Limits on Federal Funding: The waiver guidance indicates that states must adhere to 'current-level Medicaid and SCHIP resources' as they seek to expand coverage. It requires that 1115 waiver demonstrations not cost the federal government more than the program would have cost without such demonstrations, but the way this 'budget-neutrality' is calculated appears to be significantly more restrictive than the way it has been calculated in the past. It is also unclear whether the budget agreement encompasses only spending on newly covered populations, spending on all of the populations directly affected by the waiver, or spending for the entire Medicaid program. In the latter case, states might cut spending on mandatory groups (see below) in order to stay within the confines of the budget agreed to for the waiver. Such details will determine whether this new policy allows flexibility for states to expand meaningful coverage at all under these waivers... Eligibility: Divides Medicaid- and SCHIP-eligible people into three groups: mandatory, optional, and expansion.

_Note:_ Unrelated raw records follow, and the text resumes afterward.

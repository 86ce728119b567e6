//! Verification gate: per-(route, visitor) presence records with store-level
//! expiry. Absence, whether the record was never written or the store
//! evicted it, reads as unverified; there is no explicit transition back.
//!
//! Isolation across routes is structural: the record key always embeds the
//! route id, so verifying a visitor on one route can never satisfy a check
//! on another.

use std::time::Duration;

use crate::platform::{self, FALLBACK_VERIFY_TTL_SECS};
use crate::store::{keys, StateStore, StoreError};

/// Presence check for `(route, visitor)`. Absent (including post-expiry)
/// is unverified.
pub async fn is_verified(
    store: &dyn StateStore,
    route_id: &str,
    visitor_id: i64,
) -> Result<bool, StoreError> {
    Ok(store
        .get(&keys::verified(route_id, visitor_id))
        .await?
        .is_some())
}

/// Write a verification record with the given TTL.
///
/// A missing route id falls back to the legacy un-scoped key. That path
/// exists only for malformed challenge submissions and should not occur in
/// normal operation; the scoped key is the real one.
pub async fn mark_verified(
    store: &dyn StateStore,
    route_id: Option<&str>,
    visitor_id: i64,
    ttl_secs: u64,
) -> Result<(), StoreError> {
    let key = match route_id {
        Some(route_id) => keys::verified(route_id, visitor_id),
        None => keys::verified_legacy(visitor_id),
    };
    store
        .put(&key, "true", Some(Duration::from_secs(ttl_secs)))
        .await
}

/// TTL to apply at mark-verified time: the platform's current default, or
/// the hardcoded 30-day fallback when settings were never written.
pub async fn effective_ttl(store: &dyn StateStore) -> Result<u64, StoreError> {
    let config = platform::load(store).await?;
    if config.verify_ttl > 0 {
        Ok(config.verify_ttl)
    } else {
        Ok(FALLBACK_VERIFY_TTL_SECS)
    }
}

While those in mandatory groups (such as children under age 19 in families with annual incomes up to 100 percent of the federal poverty level) would continue to be entitled to mandatory services and limited cost-sharing, states would have new discretion (and incentive) to cut benefits and to increase cost-sharing for optional groups and for people eligible under new expansions. Optional beneficiaries include 20 percent of all children enrolled in Medicaid, 43 percent of all parents enrolled in Medicaid, 22 percent of disabled enrollees, and 56 percent of seniors enrolled in Medicaid... Benefit Packages: Allows states discretion to reduce benefits for currently eligible people that the state is not required to cover (optional groups) and for new groups the state expands coverage to through a waiver (expansion groups). The guidance suggests that states provide a benefit package to optional groups that meet the SCHIP benchmarks, but it does not require them to do so.

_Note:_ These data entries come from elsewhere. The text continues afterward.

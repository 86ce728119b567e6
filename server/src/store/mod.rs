//! State store adapter: uniform get/put access to a key-value store with
//! optional per-key expiry. No transactions, no multi-key atomicity, no
//! compare-and-swap: callers must tolerate read-modify-write races.

use std::time::Duration;

use async_trait::async_trait;
use serde::de::DeserializeOwned;
use serde::Serialize;

pub mod keys;
pub mod memory;

pub use memory::MemoryStore;

/// Error from state store operations.
#[derive(Debug, thiserror::Error)]
pub enum StoreError {
    #[error("Store unavailable: {0}")]
    Unavailable(String),

    #[error("JSON error: {0}")]
    Json(#[from] serde_json::Error),
}

/// Async key-value access with optional per-key TTL.
///
/// Absence is the single "not present" signal: an expired key reads exactly
/// like one that never existed. Implementations must not expose a separate
/// "expired" state.
#[async_trait]
pub trait StateStore: Send + Sync {
    /// Read a key. Expired or never-written keys return `None`.
    async fn get(&self, key: &str) -> Result<Option<String>, StoreError>;

    /// Write a key. `ttl = None` means the key never expires.
    async fn put(&self, key: &str, value: &str, ttl: Option<Duration>) -> Result<(), StoreError>;
}

/// Read a key and deserialize its value as JSON.
pub async fn get_json<T: DeserializeOwned>(
    store: &dyn StateStore,
    key: &str,
) -> Result<Option<T>, StoreError> {
    match store.get(key).await? {
        Some(raw) => Ok(Some(serde_json::from_str(&raw)?)),
        None => Ok(None),
    }
}

/// Serialize a value as JSON and write it under a key.
pub async fn put_json<T: Serialize>(
    store: &dyn StateStore,
    key: &str,
    value: &T,
    ttl: Option<Duration>,
) -> Result<(), StoreError> {
    let raw = serde_json::to_string(value)?;
    store.put(key, &raw, ttl).await
}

It appears that states can drastically reduce the benefit package they offer to optional Medicaid and SCHIP enrollees, and that they can offer only minimal benefits to any new expansion populations. The requirement that states adhere to current Medicaid and SCHIP resources indicates that states will need to cut benefits such as prescription drug coverage, long-term care, dental care, and mental health coverage in order to pay for any expansion they seek to perform through a waiver... Cost-Sharing: Allows states to charge premiums, co-payments, and deductibles, and to impose other cost-sharing measures on optional and expansion adults with no limits on the amounts charged. States must still abide by the 5 percent cap on cost-sharing for SCHIP-eligible children, but the guidance exempts family-based premiums from the 5 percent cap. This means that states can charge families in which parents are covered significantly higher premiums than they charge families in which only children are covered... Premium Assistance Programs: HHS 'strongly encourages' waiver proposals that use Medicaid and SCHIP funds to purchase either individual or employer-sponsored coverage for eligible people.

The guidance eliminates the requirements that such coverage provide a minimum package of benefits and limit cost-sharing to Medicaid or SCHIP maximums, as well as the requirement that such coverage cost the state the same or less than it would to provide regular Medicaid or SCHIP coverage. Maintenance of Effort: States cannot apply for a waiver to get federal funding for a health program that is currently funded solely by the state. This means that states that currently provide coverage to adults without using federal funding (Minnesota, New Jersey, and Washington) cannot apply for a waiver to get Medicaid funds for these programs. There is no maintenance of effort requirement with regard to current Medicaid funding, which means that states are not required to use any savings they gain through this waiver to improve Medicaid or SCHIP coverage.